晚风带着初冬的寒意,卷起地上的尘土,却吹不散院子里那股子几乎凝成实质的压抑气氛。

全院的住户,无论男女老少,都搬着小马扎或小板凳,里三层外三层地围坐着,却无一人交头接耳。所有人的目光,都聚焦在院子中心那片被灯光刺得发亮的空地上。

那里,站着街道王主任,还有派出所的赵所长。他们的脸色,如同这院里的气氛一样,严肃,冰冷。

一场史无前例的全院批斗大会,即将开始。

“把人带上来!”

随着赵所长一声令下,两名穿着制服的年轻警察,一左一右,架着一个早已没了人形的身影,从后院那间阴暗的屋子里拖了出来。

正是易中海。

他身上的蓝色工装皱得像一团咸菜干,头发凌乱,满脸死灰。那双往日里总是闪烁着精明与算计的眼睛,此刻只剩下浑浊与空洞。他整个人软得像一滩烂泥,几乎是被两个警察拖行着,最后“噗通”一声,被扔在了院子中央。

他像一条濒死的野狗,瘫在地上,粗重地喘息着。

大会,在这一刻正式拉开了序幕。

没有多余的开场白,王主任直接对旁边一位穿着邮政制服的中年男人点了点头。

那男人面容严肃,他打开随身带来的一个上了锁的木箱,从里面小心翼翼地捧出了一叠厚厚的、边缘已经泛黄的牛皮纸汇款存根。

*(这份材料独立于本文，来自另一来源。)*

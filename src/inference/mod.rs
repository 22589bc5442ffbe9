//! Instance-segmentation inference: from an image to mask shapes.
//!
//! The network itself is opaque. An [`InferenceEngine`] takes a letterboxed
//! RGB image and returns a [`RawOutput`]: a detection tensor laid out as
//! `(4 box + num_classes scores + num_coefficients) x num_candidates`, and a
//! `num_coefficients x grid_h x grid_w` mask prototype basis.
//!
//! [`SegmentationPostProcess`] turns that into finished [`Shape`](crate::shape::Shape)s:
//!
//! 1. per-candidate extraction (best class score above the confidence
//!    threshold, boxes decoded in both pixel and mask-grid space),
//! 2. non-max suppression,
//! 3. mask decoding (coefficients x prototypes, sigmoid, threshold, resize),
//! 4. shape construction with RLE-compacted masks.
//!
//! [`SegmentationPipeline`] wires letterboxing, the engine and the
//! post-processor together behind the [`ModelProcessor`] trait that
//! [`Workspace`](crate::workspace::Workspace) consumes.

mod config;
mod engine;
mod letterbox;
mod nms;
mod pipeline;
mod postprocess;

pub use config::{
    LabelTable, ProcessorConfig, DEFAULT_CONFIDENCE_THRESHOLD, DEFAULT_INPUT_SIZE,
    DEFAULT_MASK_COEFFICIENTS, DEFAULT_MASK_THRESHOLD, DEFAULT_NMS_THRESHOLD, DEFAULT_PAD_VALUE,
};
pub use engine::{InferenceEngine, RawOutput, ReplayEngine};
pub use letterbox::{letterbox, LetterboxInfo};
pub use nms::nms_boxes;
pub use pipeline::{ModelProcessor, SegmentationPipeline};
pub use postprocess::{InferenceOutput, SegmentationPostProcess};
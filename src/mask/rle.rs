//! Column-major run-length encoding for binary masks.
//!
//! Runs alternate background/foreground starting with background, counted
//! with the outer loop over columns and the inner loop over rows. The first
//! run is zero when the first pixel is foreground. This traversal order is
//! part of the interchange contract with external mask tooling.

use ndarray::Array2;
use serde::{Deserialize, Serialize};

use super::bitmap::{BinaryMask, BACKGROUND, FOREGROUND};

/// A run-length compacted mask together with the dimensions it decodes to.
#[derive(Clone, Debug, PartialEq, Eq, Serialize, Deserialize)]
pub struct RleMask {
    pub height: u32,
    pub width: u32,
    pub counts: Vec<u32>,
}

impl RleMask {
    /// Compacts a bitmap.
    pub fn from_mask(mask: &BinaryMask) -> Self {
        Self {
            height: mask.height(),
            width: mask.width(),
            counts: encode(mask),
        }
    }

    /// Expands back into a bitmap of the recorded dimensions.
    pub fn to_mask(&self) -> BinaryMask {
        decode(&self.counts, self.height, self.width)
    }

    /// A mask whose every pixel is foreground.
    pub fn filled(width: u32, height: u32) -> Self {
        let mut remaining = u64::from(width) * u64::from(height);
        let mut counts = vec![0];
        // Areas past u32::MAX continue after an empty background run.
        while remaining > u64::from(u32::MAX) {
            counts.extend([u32::MAX, 0]);
            remaining -= u64::from(u32::MAX);
        }
        counts.push(remaining as u32);
        Self {
            height,
            width,
            counts,
        }
    }

    /// Sum of all run lengths.
    pub fn total_len(&self) -> u64 {
        self.counts.iter().map(|&c| u64::from(c)).sum()
    }

    /// Returns true if the runs cover exactly `height * width` pixels.
    pub fn is_consistent(&self) -> bool {
        self.total_len() == u64::from(self.height) * u64::from(self.width)
    }

    /// Number of foreground pixels (the odd-indexed runs).
    pub fn area(&self) -> u64 {
        self.counts
            .iter()
            .skip(1)
            .step_by(2)
            .map(|&c| u64::from(c))
            .sum()
    }
}

/// Encodes a mask into alternating run lengths in column-major order.
///
/// The result always holds at least one entry; an empty mask encodes as `[0]`.
pub fn encode(mask: &BinaryMask) -> Vec<u32> {
    let mut counts = Vec::new();
    let mut current = BACKGROUND;
    let mut run: u32 = 0;

    // `t()` walks the (height, width) array column by column.
    for &value in mask.view().t().iter() {
        if value != current {
            counts.push(run);
            run = 0;
            current = value;
        }
        run += 1;
    }
    counts.push(run);
    counts
}

/// Decodes alternating run lengths into a `height x width` mask.
///
/// Runs are written column-major starting with background. Runs past the end
/// of the buffer are truncated; if the runs are too short the remainder stays
/// background. Neither case is an error.
pub fn decode(counts: &[u32], height: u32, width: u32) -> BinaryMask {
    let h = height as usize;
    let w = width as usize;
    let n = h * w;

    let mut column_major = vec![BACKGROUND; n];
    let mut idx = 0usize;
    let mut value = BACKGROUND;
    for &count in counts {
        if idx >= n {
            break;
        }
        let end = idx.saturating_add(count as usize).min(n);
        column_major[idx..end].fill(value);
        idx = end;
        value = if value == BACKGROUND {
            FOREGROUND
        } else {
            BACKGROUND
        };
    }

    let data = Array2::from_shape_fn((h, w), |(y, x)| column_major[x * h + y]);
    BinaryMask::from_array(data)
}
use annotool::shape::{Shape, ShapeKind, DEFAULT_HISTORY_DEPTH};
use proptest::prelude::*;

mod proptest_helpers;

use proptest_helpers::PointEdit;

fn apply(shape: &mut Shape, edit: &PointEdit) {
    match edit {
        PointEdit::Add(x, y) => shape.add_point(*x, *y),
        PointEdit::Set(points) => shape.set_points(points.clone()),
    }
}

proptest! {
    #![proptest_config(proptest_helpers::proptest_config())]

    #[test]
    fn n_edits_then_n_undos_restores_start(
        initial in proptest_helpers::arb_points(5),
        edits in prop::collection::vec(proptest_helpers::arb_point_edit(), 0..40),
    ) {
        let mut shape = Shape::new("cell", ShapeKind::Polygon);
        shape.set_points(initial.clone());
        let before = shape.points().to_vec();

        for edit in &edits {
            apply(&mut shape, edit);
        }
        for _ in &edits {
            prop_assert!(shape.undo_last_change());
        }
        prop_assert_eq!(shape.points(), before.as_slice());
    }

    #[test]
    fn undo_on_empty_history_is_noop(points in proptest_helpers::arb_points(5)) {
        let mut shape = Shape::new("cell", ShapeKind::Polygon).with_history_depth(1);
        shape.set_points(points.clone());
        prop_assert!(shape.undo_last_change());
        prop_assert!(shape.points().is_empty());

        prop_assert!(!shape.undo_last_change());
        prop_assert!(shape.points().is_empty());
    }

    #[test]
    fn history_never_exceeds_depth(
        depth in 0usize..8,
        edits in prop::collection::vec(proptest_helpers::arb_point_edit(), 0..20),
    ) {
        let mut shape = Shape::new("cell", ShapeKind::Polygon).with_history_depth(depth);
        for edit in &edits {
            apply(&mut shape, edit);
        }
        prop_assert_eq!(shape.history_len(), edits.len().min(depth));
    }

    #[test]
    fn label_edits_are_not_undoable(label in proptest_helpers::arb_label()) {
        let mut shape = Shape::new("before", ShapeKind::Rectangle);
        shape.set_label(label.clone());
        prop_assert!(!shape.undo_last_change());
        prop_assert_eq!(shape.label(), label.as_str());
    }
}

#[test]
fn default_depth_drops_oldest_snapshot() {
    let mut shape = Shape::new("cell", ShapeKind::Polygon);
    for i in 0..DEFAULT_HISTORY_DEPTH + 5 {
        shape.add_point(i as f64, 0.0);
    }
    assert_eq!(shape.history_len(), DEFAULT_HISTORY_DEPTH);
    while shape.undo_last_change() {}
    assert_eq!(shape.points().len(), 5);
}
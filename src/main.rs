use std::process::ExitCode;

use clap::Parser;
use log::LevelFilter;

fn main() -> ExitCode {
    let cli = annotool::Cli::parse();
    init_logging(cli.verbose);

    match annotool::run_cli(cli) {
        Ok(()) => ExitCode::SUCCESS,
        Err(e) => {
            eprintln!("Error: {}", e);
            ExitCode::FAILURE
        }
    }
}

fn init_logging(verbose: u8) {
    let mut builder = env_logger::Builder::new();

    if std::env::var("RUST_LOG").is_ok() {
        builder.parse_env("RUST_LOG");
    } else {
        let level = match verbose {
            0 => LevelFilter::Warn,
            1 => LevelFilter::Info,
            2 => LevelFilter::Debug,
            _ => LevelFilter::Trace,
        };
        builder.filter(None, LevelFilter::Warn);
        builder.filter(Some("annotool"), level);
    }

    builder.format_timestamp(None).target(env_logger::Target::Stderr).init();
}
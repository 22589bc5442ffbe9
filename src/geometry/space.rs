//! Coordinate space marker types.
//!
//! These are zero-sized types (ZSTs) used as type parameters to distinguish
//! between different coordinate systems at compile time.

use std::fmt;

/// Marker type for full-resolution image pixel coordinates.
#[derive(Clone, Copy, PartialEq, Eq, Hash)]
pub enum Pixel {}

/// Marker type for the low-resolution grid the mask prototypes are defined on.
///
/// A detection box is scaled into this space before the prototype crop is
/// taken, then the decoded crop is resized back to the pixel-space box.
#[derive(Clone, Copy, PartialEq, Eq, Hash)]
pub enum MaskGrid {}

impl fmt::Debug for Pixel {
    fn fmt(&self, _: &mut fmt::Formatter<'_>) -> fmt::Result {
        match *self {}
    }
}

impl fmt::Debug for MaskGrid {
    fn fmt(&self, _: &mut fmt::Formatter<'_>) -> fmt::Result {
        match *self {}
    }
}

他清了清嗓子,拿起最上面的一张,声音洪亮,确保院里的每一个人都能听得清清楚楚。

“一九五零年,三月,保定寄,金额三十元,签收人,易中海。”

男人的声音顿了顿,将那张存根翻转过来,让所有人都能看到背面那个龙飞凤舞的签名。

正是易中海的笔迹!

“一九五零年,四月,保定寄,金额三十元,签收人,易中-海!”

“一九五零年,五月……”

邮局的工作人员就像一台没有感情的机器,一张接着一张,一笔接着一笔,将过去近十年间,每一笔从保定寄来的汇款记录,高声宣读出来。

一张张存根,一个个清晰的签名,一声声冰冷的宣告。

这些东西,在惨白的灯光下,仿佛变成了一座由铁铸成的大山,一寸寸地压下来,压在易中海的脊梁上,压进他的骨头里,让他连呼吸都变得无比困难。

院子里死一般的寂静,只剩下宣读声和众人越来越粗重的呼吸声。

人群中的傻柱,脸色早已煞白。

他的身体僵在原地,大脑一片空白。

那些日期,那些金额,那些熟悉的签名……每一个字,都像一根烧红的钢针,狠狠扎进他的心脏。

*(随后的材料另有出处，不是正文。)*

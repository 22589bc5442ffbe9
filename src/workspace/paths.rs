use std::path::{Path, PathBuf};

/// The three files that belong to one annotated image.
///
/// For `dir/cells.jpg` these are `dir/cells.json` (annotations) and
/// `dir/cells_mask.png` (the whole-image binary mask).
#[derive(Clone, Debug, PartialEq, Eq)]
pub struct WorkspacePaths {
    pub image: PathBuf,
    pub annotation: PathBuf,
    pub mask: PathBuf,
}

impl WorkspacePaths {
    /// Derives the annotation and mask paths from the image path.
    pub fn from_image_path(image: &Path) -> Self {
        let stem = image
            .file_stem()
            .map(|s| s.to_string_lossy().into_owned())
            .unwrap_or_default();
        let parent = image.parent().unwrap_or_else(|| Path::new(""));
        Self {
            image: image.to_path_buf(),
            annotation: parent.join(format!("{}.json", stem)),
            mask: parent.join(format!("{}_mask.png", stem)),
        }
    }
}
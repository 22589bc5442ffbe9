//! The per-image annotation store.
//!
//! A [`Workspace`] owns one image, every shape annotated on it and the
//! optional whole-image binary mask, and mediates all reads and writes of
//! their on-disk forms (see [`WorkspacePaths`]).
//!
//! Shapes are addressed two ways. Positional indices follow insertion order
//! and shift down when an earlier shape is removed. A [`ShapeId`] is assigned
//! at insertion and stays valid until that shape is removed, so callers that
//! hold on to a shape across edits should keep its id, not its index.

mod ids;
pub mod io_json;
pub mod mask_file;
mod paths;

pub use ids::ShapeId;
pub use io_json::{AnnotationFile, ShapeRecord};
pub use mask_file::MASK_FILE_THRESHOLD;
pub use paths::WorkspacePaths;

use std::collections::HashMap;
use std::fs;
use std::path::Path;

use crate::carrier::ImageCarrier;
use crate::error::AnnotoolError;
use crate::geometry::{Point, ShapeType};
use crate::inference::ModelProcessor;
use crate::mask::BinaryMask;
use crate::shape::{Shape, ShapeKind};

/// Where a workspace is in its edit cycle.
#[derive(Clone, Copy, Debug, PartialEq, Eq)]
pub enum WorkspaceState {
    /// Populated from disk (or freshly created) and not edited since.
    Loaded,
    /// Edited since the last load or save.
    Mutated,
    /// Saved, with no edits since.
    Persisted,
}

/// The annotation store for one image.
#[derive(Debug)]
pub struct Workspace {
    image: ImageCarrier,
    paths: WorkspacePaths,
    order: Vec<ShapeId>,
    shapes: HashMap<ShapeId, Shape>,
    next_id: u64,
    binary_mask: Option<BinaryMask>,
    state: WorkspaceState,
}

他想起了妹妹雨水从小到大的拮据,想起了自己为了接济秦淮茹家而省下的每一分钱,想起了这么多年来,他对“一大爷”的无条件信任与崇拜。

原来,一切都是假的。

当最后一张存根被念完,邮局工作人员将那厚厚一叠“罪证”往桌上重重一放,发出一声沉闷的巨响。

这声响,也像一记重锤,砸在了每个人的心上。

王主任往前踏出一步,手指几乎要戳到易中海的鼻尖上,每一个字都像是从牙缝里挤出来的。

“易中海!”

“人证!物证!俱在!”

“你还有什么话好说!”

这一声厉喝,如同平地惊雷,炸得易中海整个身体猛地一颤。

他抬起头,浑浊的眼球费力地转动着,扫过周围一张张或鄙夷、或愤怒、或震惊的脸。

狡辩?

如何狡辩?

那些白纸黑字,那些他亲手签下的名字,就是最锋利的刀,已经将他所有的伪装和谎言剥得一干二净!

他张了张嘴,喉咙里发出一阵“嗬嗬”的、如同破风箱般的声音,却一个字也说不出来。

他毕生都在经营自己的“德高望重”,享受着被人尊敬、被人依赖的快感。可现在,他最珍视的一切,都成了最讽刺的笑话。

他感觉到,全院人的目光,都化作了利剑,将他千刀万剐。